In 2013, a 50-year-old man patient visited hospital complaining of local bone pain in the left leg.
On August 14, 2013, the patient underwent a left distal femoral tumor en bloc resection and reconstruction with a modular femoral prosthetic system.
Pathology diagnosis confirmed osteoblastic osteosarcoma (Fig.2).
One cycle of neoadjuvant chemotherapy and 4 cycles of adjuvant chemotherapy with MAP regimen (high-dose methotrexate, cisplatin, and doxorubicin) were administered.
In January 2015, a mass was found on the left upper crus area.
Tumor recurrence was confirmed by biopsy on January 23, 2015.
However, only an upper femur amputation was carried out, as the patient refused hip joint replacement.
After wound healing, the patient went back to his normal life in the help of artificial limb, but refused to receive further chemotherapy due to concerns regarding the chemotherapy toxicities such as nausea, vomiting, leucopenia, deadlimb, and headache.
About half a year after the amputation, the patient got occasional cough and chest tightness.
Then a thin chest computed tomography (CT) was performed on July 15, 2015.
The CT results revealed multiple pulmonary nodules (Table ​1), considering the possibility of metastases.
The patient still rejected further chemotherapy.
Immunophenotype was suggestive of CD31+ and CD34+ tumor cells (Fig.3).
Furthermore, most cells showed strong positive staining for VEGFR-2 (Fig.3).
Apatinib was administered at a dose of 500 mg daily.
Half a month later, the symptoms disappeared, but a progressive wound necrosis appeared.
A debridement surgery was finally conducted and an enlarged lymph node near iliac vessels was resected on February 24, 2016 (Fig.(Fig.4).4).
The result of pathological examination revealed an inflammatory hyperplasia lymph node.
Apatinib administration was stopped during the 3 weeks of wound healing period.
The thin chest CT was performed 7 and 11 months following apatinib administration.
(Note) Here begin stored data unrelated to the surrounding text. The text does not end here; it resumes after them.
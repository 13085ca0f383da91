//! Report Generation Module
//!
//! Exports the probe-sourced part of a log sink:
//! - JSON (array of `{test, timestamp, output}`)
//! - CSV (`timestamp,test,output`, every field quoted)

pub mod formats;

use anyhow::{Context, Result};
use clap::ValueEnum;
use std::path::Path;

use crate::scanner::{LogEntry, LogSink};

/// Entries selected for export
#[derive(Debug, Clone, Default)]
pub struct ScanReport {
    pub entries: Vec<LogEntry>,
}

impl ScanReport {
    /// Snapshot the sink. SYSTEM entries are run bookkeeping and are left out.
    pub fn from_sink(sink: &LogSink) -> Self {
        Self {
            entries: sink.report_entries(),
        }
    }

    pub fn is_empty(&self) -> bool {
        self.entries.is_empty()
    }

    /// Export to JSON format
    pub fn to_json(&self) -> Result<String> {
        formats::json::generate(self)
    }

    /// Export to CSV format
    pub fn to_csv(&self) -> Result<String> {
        Ok(formats::csv::generate(self))
    }

    pub fn render(&self, format: ReportFormat) -> Result<String> {
        match format {
            ReportFormat::Json => self.to_json(),
            ReportFormat::Csv => self.to_csv(),
        }
    }

    /// Save report to file
    pub fn save(&self, path: &Path, format: ReportFormat) -> Result<()> {
        let content = self.render(format)?;
        std::fs::write(path, content)
            .with_context(|| format!("Failed to write report to {:?}", path))?;
        tracing::info!(path = %path.display(), entries = self.entries.len(), "report saved");
        Ok(())
    }
}

/// Report format options
#[derive(Debug, Clone, Copy, PartialEq, Eq, ValueEnum)]
pub enum ReportFormat {
    Json,
    Csv,
}

impl ReportFormat {
    /// Guess from a file extension
    pub fn from_path(path: &Path) -> Option<Self> {
        match path.extension()?.to_str()?.to_ascii_lowercase().as_str() {
            "json" => Some(ReportFormat::Json),
            "csv" => Some(ReportFormat::Csv),
            _ => None,
        }
    }
}

#[cfg(test)]
mod tests {
    use super::*;
    use crate::scanner::Probe;

    #[test]
    fn test_report_excludes_system_entries() {
        let sink = LogSink::new();
        sink.system("[INFO] Starting test: RNG Test...");
        sink.emitter(Probe::Rng).emit("Found 0 duplicates in 10000 iterations.");
        sink.system("[SUCCESS] Test completed: RNG Test");

        let report = ScanReport::from_sink(&sink);
        assert_eq!(report.entries.len(), 1);
    }

    #[test]
    fn test_save_writes_file() {
        let sink = LogSink::new();
        sink.emitter(Probe::Address).emit("Public IP Address: 192.0.2.1");
        let report = ScanReport::from_sink(&sink);

        let dir = tempfile::tempdir().unwrap();
        let path = dir.path().join("report.csv");
        report.save(&path, ReportFormat::Csv).unwrap();

        let written = std::fs::read_to_string(&path).unwrap();
        assert!(written.starts_with("timestamp,test,output\n"));
        assert!(written.contains("\"IP Check\""));
    }

    #[test]
    fn test_format_from_path() {
        assert_eq!(ReportFormat::from_path(Path::new("out.JSON")), Some(ReportFormat::Json));
        assert_eq!(ReportFormat::from_path(Path::new("out.csv")), Some(ReportFormat::Csv));
        assert_eq!(ReportFormat::from_path(Path::new("out.txt")), None);
    }
}
//! JWT (JSON Web Token) inspection
//!
//! Offline decoding only: splits the token, decodes header and claims,
//! and reports lifetime claims. Signatures are shown, never verified.

use anyhow::{Context, Result};
use base64::{engine::general_purpose::URL_SAFE_NO_PAD, Engine};
use chrono::{DateTime, TimeZone, Utc};
use serde::{Deserialize, Serialize};
use std::collections::HashMap;

/// JWT token structure
#[derive(Debug, Clone, Serialize, Deserialize)]
pub struct JwtToken {
    /// Decoded header
    pub header: JwtHeader,
    /// Decoded payload (claims)
    pub payload: HashMap<String, serde_json::Value>,
    /// Signature segment, still encoded
    pub signature: String,
}

/// JWT header
#[derive(Debug, Clone, Serialize, Deserialize)]
pub struct JwtHeader {
    /// Algorithm (alg)
    #[serde(default)]
    pub alg: String,
    /// Token type (typ)
    #[serde(default)]
    pub typ: Option<String>,
    /// Other header fields
    #[serde(flatten)]
    pub extra: HashMap<String, serde_json::Value>,
}

/// Decoded token plus its lifetime
#[derive(Debug, Clone, Serialize)]
pub struct JwtReport {
    pub token: JwtToken,
    pub issued_at: Option<DateTime<Utc>>,
    pub expires_at: Option<DateTime<Utc>>,
    pub expired: bool,
    pub notes: Vec<String>,
}

/// Decode a JWT token
pub fn decode(token: &str) -> Result<JwtToken> {
    let parts: Vec<&str> = token.trim().split('.').collect();
    if parts.len() != 3 {
        anyhow::bail!("Invalid JWT structure: expected 3 parts, got {}", parts.len());
    }

    let header_json = decode_segment(parts[0]).context("Failed to decode header")?;
    let header: JwtHeader =
        serde_json::from_slice(&header_json).context("Failed to parse header JSON")?;

    let payload_json = decode_segment(parts[1]).context("Failed to decode payload")?;
    let payload: HashMap<String, serde_json::Value> =
        serde_json::from_slice(&payload_json).context("Failed to parse payload JSON")?;

    Ok(JwtToken {
        header,
        payload,
        signature: parts[2].to_string(),
    })
}

fn decode_segment(segment: &str) -> Result<Vec<u8>, base64::DecodeError> {
    URL_SAFE_NO_PAD.decode(segment.trim_end_matches('='))
}

/// Decode and evaluate a token against the current time
pub fn analyze(token: &str) -> Result<JwtReport> {
    analyze_at(token, Utc::now())
}

pub fn analyze_at(token: &str, now: DateTime<Utc>) -> Result<JwtReport> {
    let token = decode(token)?;

    let issued_at = claim_time(&token, "iat");
    let expires_at = claim_time(&token, "exp");
    let expired = expires_at.is_some_and(|exp| exp < now);
    let notes = observations(&token);

    Ok(JwtReport {
        token,
        issued_at,
        expires_at,
        expired,
        notes,
    })
}

/// Numeric date claim as a UTC instant
fn claim_time(token: &JwtToken, claim: &str) -> Option<DateTime<Utc>> {
    let secs = token.payload.get(claim)?.as_f64()?;
    Utc.timestamp_opt(secs as i64, 0).single()
}

fn observations(token: &JwtToken) -> Vec<String> {
    let mut notes = Vec::new();

    match token.header.alg.to_lowercase().as_str() {
        "none" => notes.push("[WARN] Algorithm is 'none': token is not signed".to_string()),
        "" => notes.push("[WARN] No algorithm specified in header".to_string()),
        _ => {}
    }

    if !token.payload.contains_key("exp") {
        notes.push("[WARN] No expiration claim (exp): token never expires".to_string());
    }

    if token.signature.is_empty() {
        notes.push("[WARN] Empty signature segment".to_string());
    }

    notes
}

#[cfg(test)]
mod tests {
    use super::*;

    fn token(header: &str, payload: &str, signature: &str) -> String {
        format!(
            "{}.{}.{}",
            URL_SAFE_NO_PAD.encode(header),
            URL_SAFE_NO_PAD.encode(payload),
            signature
        )
    }

    #[test]
    fn test_decode_jwt() {
        let raw = token(
            r#"{"alg":"HS256","typ":"JWT"}"#,
            r#"{"sub":"1234567890","name":"John Doe","iat":1516239022}"#,
            "SflKxwRJSMeKKF2QT4fwpMeJf36POk6yJV_adQssw5c",
        );

        let decoded = decode(&raw).unwrap();
        assert_eq!(decoded.header.alg, "HS256");
        assert_eq!(decoded.payload["name"], "John Doe");
        assert_eq!(decoded.signature, "SflKxwRJSMeKKF2QT4fwpMeJf36POk6yJV_adQssw5c");
    }

    #[test]
    fn test_lifetime_claims() {
        let raw = token(
            r#"{"alg":"HS256"}"#,
            r#"{"iat":1700000000,"exp":1700003600}"#,
            "sig",
        );
        let now = Utc.timestamp_opt(1_700_001_000, 0).unwrap();

        let report = analyze_at(&raw, now).unwrap();
        assert_eq!(report.issued_at.unwrap().timestamp(), 1_700_000_000);
        assert_eq!(report.expires_at.unwrap().timestamp(), 1_700_003_600);
        assert!(!report.expired);

        let later = Utc.timestamp_opt(1_700_010_000, 0).unwrap();
        assert!(analyze_at(&raw, later).unwrap().expired);
    }

    #[test]
    fn test_unsigned_token_noted() {
        let raw = token(r#"{"alg":"none"}"#, r#"{"sub":"x"}"#, "");
        let report = analyze(&raw).unwrap();
        assert!(!report.expired);
        assert_eq!(report.notes.len(), 3);
    }

    #[test]
    fn test_invalid_structure() {
        assert!(decode("not-a-token").is_err());
        assert!(decode("a.b").is_err());
        assert!(decode("!!!.e30.sig").is_err());
    }
}
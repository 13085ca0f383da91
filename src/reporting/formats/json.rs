//! JSON Report Generator

use anyhow::Result;

use crate::reporting::ScanReport;

/// Generate JSON report: a pretty-printed array of entries
pub fn generate(report: &ScanReport) -> Result<String> {
    let json = serde_json::to_string_pretty(&report.entries)?;
    Ok(json)
}
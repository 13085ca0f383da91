//! Application core module
//!
//! Configuration shared by the CLI and the scan engine.

mod config;

pub use config::{Config, HeuristicConfig, HttpConfig};
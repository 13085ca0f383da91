//! Public address check

use serde::Deserialize;

use super::ProbeContext;
use crate::error::ProbeError;

/// Body returned by the IP echo endpoint
#[derive(Debug, Deserialize)]
struct IpEcho {
    ip: String,
}

/// Ask the echo service which address our requests come from. Lookup
/// failures are findings, not probe failures.
pub async fn run(ctx: &ProbeContext<'_>) -> Result<(), ProbeError> {
    let log = ctx.emitter();
    log.emit("Fetching public IP address...");

    match lookup(ctx).await {
        Ok(ip) => log.emit(format!("Public IP Address: {}", ip)),
        Err(ProbeError::Cancelled) => return Err(ProbeError::Cancelled),
        Err(e) => {
            tracing::warn!(error = %e, "ip lookup failed");
            log.emit(format!("[ERROR] Could not fetch IP address: {}", e));
        }
    }

    Ok(())
}

async fn lookup(ctx: &ProbeContext<'_>) -> Result<String, ProbeError> {
    ctx.token.check()?;
    let response = ctx.http.get(&ctx.config.probes.ip_echo_url, ctx.token).await?;

    if !response.is_success() {
        return Err(ProbeError::Network(format!(
            "API returned status: {}",
            response.status
        )));
    }

    let echo: IpEcho = response
        .json()
        .map_err(|e| ProbeError::Network(format!("invalid response body: {}", e)))?;
    Ok(echo.ip)
}
//! Log sink
//!
//! Append-only, ordered stream of timestamped entries. Probes write to it
//! as they progress; observers either subscribe to the live broadcast or
//! read the accumulated entries once a run finishes.

use std::fmt;
use std::sync::Arc;

use chrono::{DateTime, SecondsFormat, Utc};
use parking_lot::RwLock;
use serde::{Serialize, Serializer};
use tokio::sync::broadcast;

use super::probes::Probe;

const BROADCAST_CAPACITY: usize = 1024;

/// Who emitted an entry
#[derive(Debug, Clone, Copy, PartialEq, Eq, Hash)]
pub enum LogSource {
    Probe(Probe),
    System,
}

impl LogSource {
    pub fn label(&self) -> &'static str {
        match self {
            LogSource::Probe(probe) => probe.label(),
            LogSource::System => "SYSTEM",
        }
    }
}

impl fmt::Display for LogSource {
    fn fmt(&self, f: &mut fmt::Formatter<'_>) -> fmt::Result {
        f.write_str(self.label())
    }
}

impl Serialize for LogSource {
    fn serialize<S: Serializer>(&self, serializer: S) -> Result<S::Ok, S::Error> {
        serializer.serialize_str(self.label())
    }
}

impl From<Probe> for LogSource {
    fn from(probe: Probe) -> Self {
        LogSource::Probe(probe)
    }
}

/// Severity derived from the leading `[TAG]` of a message
#[derive(Debug, Clone, Copy, PartialEq, Eq)]
pub enum LogLevel {
    Info,
    Success,
    Warn,
    Error,
    /// Untagged progress output
    Plain,
}

impl LogLevel {
    /// Classify a message by its tag. Leading indentation and a `->`
    /// marker are skipped so nested payload lines classify too.
    pub fn classify(message: &str) -> Self {
        let trimmed = message.trim_start();
        let trimmed = trimmed.strip_prefix("->").unwrap_or(trimmed).trim_start();
        let upper = trimmed.get(..9).unwrap_or(trimmed).to_ascii_uppercase();

        if upper.starts_with("[ERROR]") {
            LogLevel::Error
        } else if upper.starts_with("[SUCCESS]") {
            LogLevel::Success
        } else if upper.starts_with("[WARN]") {
            LogLevel::Warn
        } else if upper.starts_with("[INFO]") {
            LogLevel::Info
        } else {
            LogLevel::Plain
        }
    }
}

/// One immutable log line
#[derive(Debug, Clone, PartialEq, Serialize)]
pub struct LogEntry {
    #[serde(rename = "test")]
    source: LogSource,
    #[serde(serialize_with = "serialize_timestamp")]
    timestamp: DateTime<Utc>,
    #[serde(rename = "output")]
    message: String,
}

impl LogEntry {
    pub fn new(source: LogSource, message: impl Into<String>) -> Self {
        Self {
            source,
            timestamp: Utc::now(),
            message: message.into(),
        }
    }

    pub fn source(&self) -> LogSource {
        self.source
    }

    pub fn timestamp(&self) -> DateTime<Utc> {
        self.timestamp
    }

    /// ISO-8601 with millisecond precision, `Z` suffix
    pub fn timestamp_iso(&self) -> String {
        self.timestamp.to_rfc3339_opts(SecondsFormat::Millis, true)
    }

    pub fn message(&self) -> &str {
        &self.message
    }

    pub fn level(&self) -> LogLevel {
        LogLevel::classify(&self.message)
    }
}

fn serialize_timestamp<S: Serializer>(ts: &DateTime<Utc>, serializer: S) -> Result<S::Ok, S::Error> {
    serializer.serialize_str(&ts.to_rfc3339_opts(SecondsFormat::Millis, true))
}

/// Caller-owned sink for one engine. Clones share the same buffer.
#[derive(Debug, Clone)]
pub struct LogSink {
    entries: Arc<RwLock<Vec<LogEntry>>>,
    live: broadcast::Sender<LogEntry>,
}

impl LogSink {
    pub fn new() -> Self {
        let (live, _) = broadcast::channel(BROADCAST_CAPACITY);
        Self {
            entries: Arc::new(RwLock::new(Vec::new())),
            live,
        }
    }

    /// Observe entries as they are appended
    pub fn subscribe(&self) -> broadcast::Receiver<LogEntry> {
        self.live.subscribe()
    }

    pub fn push(&self, source: LogSource, message: impl Into<String>) {
        let entry = LogEntry::new(source, message);
        // Broadcast under the write lock so subscribers see buffer order.
        let mut entries = self.entries.write();
        let _ = self.live.send(entry.clone());
        entries.push(entry);
    }

    pub fn system(&self, message: impl Into<String>) {
        self.push(LogSource::System, message);
    }

    /// Writer bound to one source
    pub fn emitter(&self, source: impl Into<LogSource>) -> Emitter<'_> {
        Emitter {
            sink: self,
            source: source.into(),
        }
    }

    /// Every entry, in emission order
    pub fn entries(&self) -> Vec<LogEntry> {
        self.entries.read().clone()
    }

    /// Probe-sourced entries only; this is what report exports contain
    pub fn report_entries(&self) -> Vec<LogEntry> {
        self.entries
            .read()
            .iter()
            .filter(|e| e.source != LogSource::System)
            .cloned()
            .collect()
    }

    pub fn clear(&self) {
        self.entries.write().clear();
    }
}

impl Default for LogSink {
    fn default() -> Self {
        Self::new()
    }
}

/// Sink handle that stamps every message with a fixed source
#[derive(Debug, Clone, Copy)]
pub struct Emitter<'a> {
    sink: &'a LogSink,
    source: LogSource,
}

impl Emitter<'_> {
    pub fn emit(&self, message: impl Into<String>) {
        self.sink.push(self.source, message);
    }
}

#[cfg(test)]
mod tests {
    use super::*;

    #[test]
    fn test_classify_levels() {
        assert_eq!(LogLevel::classify("[ERROR] boom"), LogLevel::Error);
        assert_eq!(LogLevel::classify("[success] ok"), LogLevel::Success);
        assert_eq!(LogLevel::classify("  -> [WARN] VULNERABILITY DETECTED"), LogLevel::Warn);
        assert_eq!(LogLevel::classify("[INFO] Starting test"), LogLevel::Info);
        assert_eq!(LogLevel::classify("Public IP Address: 1.2.3.4"), LogLevel::Plain);
        assert_eq!(LogLevel::classify(""), LogLevel::Plain);
    }

    #[test]
    fn test_entries_keep_order() {
        let sink = LogSink::new();
        sink.system("first");
        sink.emitter(Probe::Rng).emit("second");
        sink.system("third");

        let messages: Vec<_> = sink.entries().iter().map(|e| e.message().to_string()).collect();
        assert_eq!(messages, vec!["first", "second", "third"]);
        assert!(sink.entries().windows(2).all(|w| w[0].timestamp() <= w[1].timestamp()));
    }

    #[test]
    fn test_report_entries_exclude_system() {
        let sink = LogSink::new();
        sink.system("[INFO] Starting test: RNG Test...");
        sink.emitter(Probe::Rng).emit("Found 0 duplicates");

        let report = sink.report_entries();
        assert_eq!(report.len(), 1);
        assert_eq!(report[0].source(), LogSource::Probe(Probe::Rng));
    }

    #[test]
    fn test_clear_truncates() {
        let sink = LogSink::new();
        sink.system("one");
        sink.clear();
        assert!(sink.entries().is_empty());
        sink.system("two");
        assert_eq!(sink.entries().len(), 1);
    }

    #[tokio::test]
    async fn test_subscribers_receive_live_entries() {
        let sink = LogSink::new();
        let mut rx = sink.subscribe();

        sink.emitter(Probe::Address).emit("Fetching public IP address...");

        let entry = rx.recv().await.unwrap();
        assert_eq!(entry.source().label(), "IP Check");
        assert_eq!(entry.message(), "Fetching public IP address...");
    }

    #[test]
    fn test_entry_serializes_with_report_field_names() {
        let entry = LogEntry::new(LogSource::System, "hello");
        let json = serde_json::to_value(&entry).unwrap();
        assert_eq!(json["test"], "SYSTEM");
        assert_eq!(json["output"], "hello");
        assert_eq!(json["timestamp"], entry.timestamp_iso());
        assert!(entry.timestamp_iso().ends_with('Z'));
    }
}
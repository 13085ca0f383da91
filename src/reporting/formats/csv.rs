//! CSV Report Generator

use crate::reporting::ScanReport;

/// Generate CSV report. Rows are newline-joined with no trailing newline.
pub fn generate(report: &ScanReport) -> String {
    let mut rows = Vec::with_capacity(report.entries.len() + 1);
    rows.push("timestamp,test,output".to_string());

    for entry in &report.entries {
        let row = [
            csv_escape(&entry.timestamp_iso()),
            csv_escape(entry.source().label()),
            csv_escape(entry.message()),
        ];
        rows.push(row.join(","));
    }

    rows.join("\n")
}

/// Quote a field unconditionally, doubling embedded quotes
fn csv_escape(value: &str) -> String {
    format!("\"{}\"", value.replace('"', "\"\""))
}

#[cfg(test)]
mod tests {
    use super::*;
    use crate::scanner::{LogSink, Probe};

    #[test]
    fn test_quotes_are_doubled() {
        let sink = LogSink::new();
        sink.emitter(Probe::Injection)
            .emit("  -> [WARN] VULNERABILITY DETECTED: Response for payload '\"' contains common SQL error strings.");
        let report = ScanReport::from_sink(&sink);

        let csv = generate(&report);
        let row = csv.lines().nth(1).unwrap();

        assert!(row.ends_with(
            r#","SQL/NoSQL Injection","  -> [WARN] VULNERABILITY DETECTED: Response for payload '""' contains common SQL error strings.""#
        ));
        assert!(row.starts_with('"'));
    }

    #[test]
    fn test_header_only_for_empty_report() {
        assert_eq!(generate(&ScanReport::default()), "timestamp,test,output");
    }

    #[test]
    fn test_embedded_comma_and_newline_stay_in_field() {
        assert_eq!(csv_escape("a,b\nc"), "\"a,b\nc\"");
    }
}
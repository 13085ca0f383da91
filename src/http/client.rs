//! HTTP client implementation

use anyhow::{Context, Result};
use reqwest::redirect::{Attempt, Policy};
use std::error::Error as StdError;
use std::time::{Duration, Instant};
use url::Url;

use super::response::Response;
use crate::app::HttpConfig;
use crate::error::ProbeError;
use crate::scanner::CancellationToken;

/// Raised by the redirect policy when a hop leaves the original origin
#[derive(Debug, thiserror::Error)]
#[error("redirect from {from} to {to} leaves the requested origin")]
struct CrossOriginRedirect {
    from: String,
    to: String,
}

/// HTTP client wrapper
#[derive(Debug, Clone)]
pub struct HttpClient {
    /// Inner reqwest client
    client: reqwest::Client,

    /// User agent string
    user_agent: String,
}

impl HttpClient {
    /// Create a new HTTP client
    pub fn new(config: &HttpConfig) -> Result<Self> {
        let mut builder = reqwest::Client::builder()
            .redirect(redirect_policy(
                config.max_redirects,
                config.allow_cross_origin_redirects,
            ))
            .user_agent(&config.user_agent);

        if let Some(secs) = config.request_timeout {
            builder = builder.timeout(Duration::from_secs(secs));
        }

        let client = builder.build().context("Failed to create HTTP client")?;

        Ok(Self {
            client,
            user_agent: config.user_agent.clone(),
        })
    }

    pub fn user_agent(&self) -> &str {
        &self.user_agent
    }

    /// Issue a GET and buffer the body. The token is raced against both
    /// the request and the body read.
    pub async fn get(&self, url: &str, token: &CancellationToken) -> Result<Response, ProbeError> {
        tracing::debug!(url, "GET");
        let target =
            Url::parse(url).map_err(|e| ProbeError::InvalidUrl(format!("{}: {}", url, e)))?;

        token
            .guard(async {
                let start = Instant::now();
                let response = self.client.get(target).send().await.map_err(classify)?;
                let duration = start.elapsed();

                let status = response.status().as_u16();
                let final_url = response.url().to_string();
                let headers = response
                    .headers()
                    .iter()
                    .map(|(name, value)| {
                        (
                            name.as_str().to_string(),
                            String::from_utf8_lossy(value.as_bytes()).to_string(),
                        )
                    })
                    .collect();

                let body = response.bytes().await.map_err(classify)?;

                tracing::trace!(status, elapsed_ms = duration.as_millis() as u64, "response");

                Ok(Response {
                    status,
                    url: final_url,
                    headers,
                    body: body.to_vec(),
                    duration_ms: duration.as_millis() as u64,
                })
            })
            .await
    }
}

fn redirect_policy(max_redirects: usize, allow_cross_origin: bool) -> Policy {
    Policy::custom(move |attempt: Attempt<'_>| {
        if attempt.previous().len() >= max_redirects {
            return attempt.error("too many redirects");
        }

        if !allow_cross_origin {
            if let Some(first) = attempt.previous().first() {
                if first.origin() != attempt.url().origin() {
                    let err = CrossOriginRedirect {
                        from: first.to_string(),
                        to: attempt.url().to_string(),
                    };
                    return attempt.error(err);
                }
            }
        }

        attempt.follow()
    })
}

/// Map a transport error onto the probe taxonomy
fn classify(err: reqwest::Error) -> ProbeError {
    let mut source: Option<&(dyn StdError + 'static)> = err.source();
    while let Some(inner) = source {
        if let Some(redirect) = inner.downcast_ref::<CrossOriginRedirect>() {
            return ProbeError::CrossOrigin(redirect.to_string());
        }
        source = inner.source();
    }

    ProbeError::Network(error_chain(&err))
}

fn error_chain(err: &dyn StdError) -> String {
    let mut message = err.to_string();
    let mut source = err.source();
    while let Some(inner) = source {
        let text = inner.to_string();
        if !message.contains(&text) {
            message.push_str(": ");
            message.push_str(&text);
        }
        source = inner.source();
    }
    message
}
At the 7-month follow-up time point, 2 out of 5 measurable and 9 out of 17 non-measurable lesions disappeared, but 1 new measurable nodule and 6 new non-measurable lesions were observed (Table ​1, Fig.5), which considered PD according to the Response Evaluation Criteria in Solid Tumors (RECIST) 1.1 standard.
However, at the 11-month follow-up time point, a total of 9 lesions disappeared, including 1 measurable nodule and 2 non-measurable lesions presented before apatinib treatment as well as 6 non-measureable lesions presented 7 months after apatinib treatment.
No new lesion was raised.
After target lesion measurement according to the RECIST 1.1 standard, it was narrowly considered PR.
The toxicities the patient experienced included mild hand-foot syndrome and slight high blood pressure.
Both were well controlled after appropriate treatment.
No severe toxicities and other treatment-related adverse events were observed.
The patient continued to use apatinib as maintenance therapy without major toxic effects, and went back to normal life, even driving an automatic car.